▶ What you need to do: How many lines in the data below contain the word "tail"? State only the number.

START Information given

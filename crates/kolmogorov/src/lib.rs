//! # Kolmogorov — Exact Kolmogorov–Smirnov Distribution for Rust
//!
//! Exact evaluation of the cumulative distribution function of the
//! Kolmogorov–Smirnov statistic, `P(Dn <= d)`, for finite sample sizes.
//!
//! ## What is the Kolmogorov distribution?
//!
//! The Kolmogorov–Smirnov statistic `Dn` is the largest absolute difference
//! between an empirical distribution function built from `n` samples and a
//! reference cumulative distribution. Its exact finite-`n` law has no simple
//! closed form; this crate evaluates it with the Marsaglia–Tsang–Wang matrix
//! method: a small transition matrix encoding the combinatorial recurrence is
//! raised to the n-th power, with a decimal scale exponent carried alongside
//! the matrix so that repeated squaring never overflows double precision.
//!
//! ## Quick Start
//!
//! ### Typical Use
//!
//! ```rust
//! use kolmogorov::prelude::*;
//!
//! // Build the evaluator
//! let dist = Kolmogorov::<f64>::new().build()?;
//!
//! // P(D2 <= 0.75), exactly 0.875
//! let p = dist.cdf(2, 0.75)?;
//! assert!((p - 0.875).abs() < 1e-12);
//! # Result::<(), KolmogorovError>::Ok(())
//! ```
//!
//! ### Full Features
//!
//! ```rust
//! use kolmogorov::prelude::*;
//!
//! let dist = Kolmogorov::new()
//!     .right_tail_shortcut()      // O(1) tail estimate for extreme statistics
//!     .quantile_tolerance(1e-10)  // bisection tolerance for critical values
//!     .build()?;
//!
//! // Full report for an observed statistic
//! let report = dist.evaluate(10, 0.41)?;
//! println!("{}", report);
//!
//! // Critical value: smallest d with P(D10 > d) <= 0.05
//! let d_crit = dist.critical_value(10, 0.05)?;
//! assert!(d_crit > 0.3 && d_crit < 0.5);
//! # Result::<(), KolmogorovError>::Ok(())
//! ```
//!
//! ### Result and Error Handling
//!
//! Fallible entry points return `Result<_, KolmogorovError>`; the `?`
//! operator is idiomatic:
//!
//! ```rust
//! use kolmogorov::prelude::*;
//!
//! let dist = Kolmogorov::new().build()?;
//! match dist.cdf(0, 0.5) {
//!     Ok(_) => unreachable!(),
//!     Err(e) => assert_eq!(e, KolmogorovError::InvalidSampleSize(0)),
//! }
//! # Result::<(), KolmogorovError>::Ok(())
//! ```
//!
//! ## Complexity and precision
//!
//! The transition matrix has dimension `2*ceil(n*d) - 1`, so time is
//! `O(log n)` multiplications of an `O((n*d)^2)` matrix and memory is
//! `O((n*d)^2)`. Accumulated floating round-off degrades precision for
//! pathologically large `n` (beyond roughly 100,000); this is a documented
//! limit, not an error. The optional right-tail shortcut replaces the matrix
//! computation with a closed-form estimate when `n*d^2` is large, trading
//! seven-digit right-tail accuracy for constant-time evaluation.
//!
//! ## Minimal Usage (no_std / Embedded)
//!
//! The crate supports `no_std` environments. Disable default features to
//! remove the standard library dependency:
//!
//! ```toml
//! [dependencies]
//! kolmogorov = { version = "0.1", default-features = false }
//! ```
//!
//! ## References
//!
//! - Marsaglia, G., Tsang, W. W., Wang, J. (2003). "Evaluating Kolmogorov's
//!   Distribution". Journal of Statistical Software 8(18).
//! - Kolmogorov, A. (1933). "Sulla determinazione empirica di una legge di
//!   distribuzione".
//!
//! ## License
//!
//! See the repository for license information and contribution guidelines.

#![cfg_attr(not(feature = "std"), no_std)]

#[cfg(not(feature = "std"))]
#[macro_use]
extern crate alloc;

// Layer 1: Primitives - data structures and basic utilities.
mod primitives;

// Layer 2: Math - pure mathematical functions.
mod math;

// Layer 3: Algorithms - matrix kernels and the recursion matrix.
mod algorithms;

// Layer 4: Evaluation - quantile inversion.
mod evaluation;

// Layer 5: Engine - orchestration and execution control.
mod engine;

// High-level fluent API for distribution evaluation.
mod api;

// Standard prelude.
pub mod prelude {
    pub use crate::api::{
        limiting_cdf, KolmogorovBuilder as Kolmogorov, KolmogorovError, KolmogorovResult,
    };
}

// Internal modules for development and testing.
//
// This module re-exports internal modules for development and testing purposes.
// It is only available with the `dev` feature enabled.
#[cfg(feature = "dev")]
pub mod internals {
    pub mod primitives {
        pub use crate::primitives::*;
    }
    pub mod math {
        pub use crate::math::*;
    }
    pub mod algorithms {
        pub use crate::algorithms::*;
    }
    pub mod evaluation {
        pub use crate::evaluation::*;
    }
    pub mod engine {
        pub use crate::engine::*;
    }
    pub mod api {
        pub use crate::api::*;
    }
}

END Information given

▶ Answer below: 3